Oh my god… confidence should be expansive but instead it’s expensive. This was FASCINATING

sarah dewald's avatar

girl! this means the world to me — and that nugget really landed for me too. when confidence becomes something you have to afford, it quietly narrows who gets to feel it.

big hugs :)

Aman Grewal's avatar

This is so interesting! Every concept resonated with me but I haven’t put those thoughts into words. Thanks for sharing!

sarah dewald's avatar

thank you so much, aman — that means a lot to hear!

i’m really glad this gave language to something you were already feeling. more soon 🤍

Jennifer Cassara's avatar

I love these insights. I’m reading this sitting on an airplane and literally thinking about how reinventing myself through my wardrobe this year allowed me to reclaim myself. It was nothing short of magical. And, it definitely wasn’t safe.

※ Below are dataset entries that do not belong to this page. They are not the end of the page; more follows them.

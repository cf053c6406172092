//! Option schemas and prompt skeletons for every content kind
//!
//! Every option is a closed enum. Parsing an unknown value (or an
//! unknown option name) is an `InvalidOption` error, never a silent
//! fallback to the default.

use serde::{Deserialize, Serialize};
use std::fmt;
use std::str::FromStr;
use log::{debug, trace};

use crate::error::Error;
use crate::request::PromptPair;
use crate::ContentKind;

pub const HASHTAGS_ON: &str = "Include 2-3 relevant hashtags.";
pub const HASHTAGS_OFF: &str = "Do not include hashtags.";
pub const POST_CHARACTER_LIMIT: usize = 280;

/// Declares a closed option enum with its wire names, default and
/// `FromStr` that rejects anything outside the set.
macro_rules! closed_option
{ (
    $(#[$meta:meta])*
    $name:ident, $option:literal, default = $default:ident,
    { $($variant:ident => $wire:literal),+ $(,)? }
  ) => {
    $(#[$meta])*
    #[derive(
      Debug, Clone, Copy, PartialEq, Eq, Hash, Serialize, Deserialize
    )]
    pub enum $name
    {   $( #[serde(rename = $wire)] $variant ),+
    }

    impl $name
    {   /// Option name used in errors and `(name, value)` pairs
        pub const OPTION: &'static str = $option;
        pub const ALL: &'static [$name] = &[ $( $name::$variant ),+ ];

        pub fn as_str(self) -> &'static str
        {   match self
            {   $( $name::$variant => $wire ),+
            }
        }
    }

    impl Default for $name
    {   fn default() -> Self
        {   $name::$default
        }
    }

    impl fmt::Display for $name
    {   fn fmt(&self, f: &mut fmt::Formatter<'_>) -> fmt::Result
        {   f.write_str(self.as_str())
        }
    }

    impl FromStr for $name
    {   type Err = Error;

        fn from_str(raw: &str) -> Result<Self, Self::Err>
        {   match raw.trim()
            {   $( $wire => Ok($name::$variant), )+
                _ => Err(Error::InvalidOption
                  {   option: $option.to_string()
                    , value: raw.to_string()
                  })
            }
        }
    }
  };
}

// ===== Article =====

closed_option!
{ /// Writing tone of a blog post
  Tone, "tone", default = Professional,
  { Professional => "professional"
  , Casual => "casual"
  , Humorous => "humorous"
  , Formal => "formal"
  , Enthusiastic => "enthusiastic"
  }
}

closed_option!
{ /// Reader group a blog post is written for
  Audience, "audience", default = General,
  { General => "general"
  , Technical => "technical"
  , Business => "business"
  , Academic => "academic"
  , Beginners => "beginners"
  }
}

closed_option!
{ /// Blog post length bucket
  Length, "length", default = Medium,
  { Short => "short"
  , Medium => "medium"
  , Long => "long"
  , Detailed => "detailed"
  }
}

impl Length
{   /// Approximate word count asked of the model
    pub fn word_target(self) -> u32
    {   match self
        {   Length::Short => 300
          , Length::Medium => 600
          , Length::Long => 1000
          , Length::Detailed => 1500
        }
    }
}

// ===== Short video script =====

closed_option!
{ /// Script running time
  ScriptDuration, "duration", default = Thirty,
  { Fifteen => "15"
  , Thirty => "30"
  , Sixty => "60"
  }
}

impl ScriptDuration
{   pub fn seconds(self) -> u32
    {   match self
        {   ScriptDuration::Fifteen => 15
          , ScriptDuration::Thirty => 30
          , ScriptDuration::Sixty => 60
        }
    }
}

closed_option!
{ ScriptStyle, "style", default = Trendy,
  { Trendy => "trendy"
  , Educational => "educational"
  , Storytelling => "storytelling"
  , Comedy => "comedy"
  , Tutorial => "tutorial"
  }
}

closed_option!
{ ScriptTarget, "target", default = GenZ,
  { GenZ => "gen-z"
  , Millennials => "millennials"
  , Professionals => "professionals"
  , Students => "students"
  , General => "general"
  }
}

// ===== Micro-post =====

closed_option!
{ PostStyle, "style", default = Viral,
  { Viral => "viral"
  , Professional => "professional"
  , Humorous => "humorous"
  , Controversial => "controversial"
  , Informative => "informative"
  }
}

closed_option!
{ /// What a micro-post is optimized for
  PostGoal, "goal", default = Engagement,
  { Engagement => "engagement"
  , Clicks => "clicks"
  , Followers => "followers"
  , Awareness => "awareness"
  , Discussion => "discussion"
  }
}

// ===== Option sets =====

#[derive(
  Debug, Clone, Copy, PartialEq, Eq, Default, Serialize, Deserialize
)]
#[serde(default, deny_unknown_fields)]
pub struct ArticleOptions
{   pub tone: Tone
  , pub audience: Audience
  , pub length: Length
}

#[derive(
  Debug, Clone, Copy, PartialEq, Eq, Default, Serialize, Deserialize
)]
#[serde(default, deny_unknown_fields)]
pub struct ScriptOptions
{   pub duration: ScriptDuration
  , pub style: ScriptStyle
  , pub target: ScriptTarget
}

#[derive(Debug, Clone, Copy, PartialEq, Eq, Serialize, Deserialize)]
#[serde(default, deny_unknown_fields)]
pub struct PostOptions
{   pub style: PostStyle
  , pub goal: PostGoal
  , pub hashtags: bool
}

impl Default for PostOptions
{   fn default() -> Self
    {   PostOptions
        {   style: PostStyle::default()
          , goal: PostGoal::default()
          , hashtags: true
        }
    }
}

/// Options for one content kind.
/// Serialized with a `kind` tag matching `ContentKind`.
#[derive(Debug, Clone, Copy, PartialEq, Eq, Serialize, Deserialize)]
#[serde(tag = "kind", rename_all = "kebab-case")]
pub enum OptionSet
{   Article(ArticleOptions)
  , ShortVideoScript(ScriptOptions)
  , MicroPost(PostOptions)
}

Something was lost for me in the COVID years. A disconnect between who I was becoming as a woman in my 50’s and fashion scraping bottom in an endless sea of athleisure. I couldn’t find my voice.

This year I felt a seismic shift. A return to sleek but choreographed dressing. I like to call it fussy dressing, but it looks effortless. I delighted in buying scarves, belts and stockings. I felt my personality emerge.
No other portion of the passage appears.